EXERCISE PROMPT »
Search the records below for the word "email". Copy each line where it occurs.

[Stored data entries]

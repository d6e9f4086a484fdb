//! Substring search over question text.
//!
//! # Responsibility
//! - Parse user search terms and reject empty input.
//! - Decide whether a question text matches a term.

pub mod term;
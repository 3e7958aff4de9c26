//! The one profile document: upsert on save, point lookup on load.

use mongodb::{
    Database,
    bson::{Document, doc, to_document},
};
use serde_json::{Map, Value};
use tracing::{error, info};

use crate::{database::ConnectionHandle, error::AppError};

pub const USERS_COLLECTION: &str = "users";
pub const PROFILE_USER_ID: i64 = 1;

/// Stamps the fixed key onto whatever the client submitted.
fn with_profile_key(mut fields: Map<String, Value>) -> Map<String, Value> {
    fields.insert("userid".to_string(), Value::from(PROFILE_USER_ID));

    fields
}

/// Upserts the submitted fields into the profile document and echoes
/// them back. Requires a connected database; callers get a 503 otherwise.
pub async fn save_profile(
    database: &ConnectionHandle<Database>,
    fields: Map<String, Value>,
) -> Result<Map<String, Value>, AppError> {
    let Some(db) = database.get() else {
        return Err(AppError::ServiceUnavailable);
    };

    let fields = with_profile_key(fields);
    let update = to_document(&fields).map_err(mongodb::error::Error::from)?;

    db.collection::<Document>(USERS_COLLECTION)
        .update_one(
            doc! { "userid": PROFILE_USER_ID },
            doc! { "$set": update },
        )
        .upsert(true)
        .await?;

    info!("Profile updated successfully");

    Ok(fields)
}

/// Looks up the profile document. Degrades to an empty map when the
/// database is unavailable, the document is absent, or the lookup fails;
/// only the last of those is worth a log line.
pub async fn load_profile(database: &ConnectionHandle<Database>) -> Map<String, Value> {
    let Some(db) = database.get() else {
        return Map::new();
    };

    match db
        .collection::<Document>(USERS_COLLECTION)
        .find_one(doc! { "userid": PROFILE_USER_ID })
        .await
    {
        Ok(Some(mut document)) => {
            document.remove("_id");

            match serde_json::to_value(&document) {
                Ok(Value::Object(fields)) => fields,
                _ => Map::new(),
            }
        }
        Ok(None) => Map::new(),
        Err(e) => {
            error!("Find error: {e}");

            Map::new()
        }
    }
}

#[cfg(test)]
mod tests {
    use std::sync::Arc;

    use super::*;

    fn fields(pairs: &[(&str, &str)]) -> Map<String, Value> {
        pairs
            .iter()
            .map(|(key, value)| (key.to_string(), Value::from(*value)))
            .collect()
    }

    #[test]
    fn profile_key_is_stamped_onto_submitted_fields() {
        let merged = with_profile_key(fields(&[("name", "Jane"), ("email", "jane@example.com")]));

        assert_eq!(merged.get("userid"), Some(&Value::from(PROFILE_USER_ID)));
        assert_eq!(merged.get("name"), Some(&Value::from("Jane")));
        assert_eq!(merged.get("email"), Some(&Value::from("jane@example.com")));
    }

    #[test]
    fn profile_key_overrides_a_spoofed_userid() {
        let merged = with_profile_key(fields(&[("userid", "999")]));

        assert_eq!(merged.get("userid"), Some(&Value::from(PROFILE_USER_ID)));
    }

    #[tokio::test]
    async fn save_is_gated_on_readiness() {
        let database = Arc::new(ConnectionHandle::new());

        let result = save_profile(&database, fields(&[("name", "Jane")])).await;

        assert!(matches!(result, Err(AppError::ServiceUnavailable)));
    }

    #[tokio::test]
    async fn load_degrades_to_empty_when_disconnected() {
        let database = Arc::new(ConnectionHandle::new());

        assert!(load_profile(&database).await.is_empty());
    }
}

SOLUTION TO THIS PROBLEM »
        let merged = with_profile_key(fields(&[("name", "Jane"), ("email", "jane@example.com")]));
        assert_eq!(merged.get("email"), Some(&Value::from("jane@example.com")));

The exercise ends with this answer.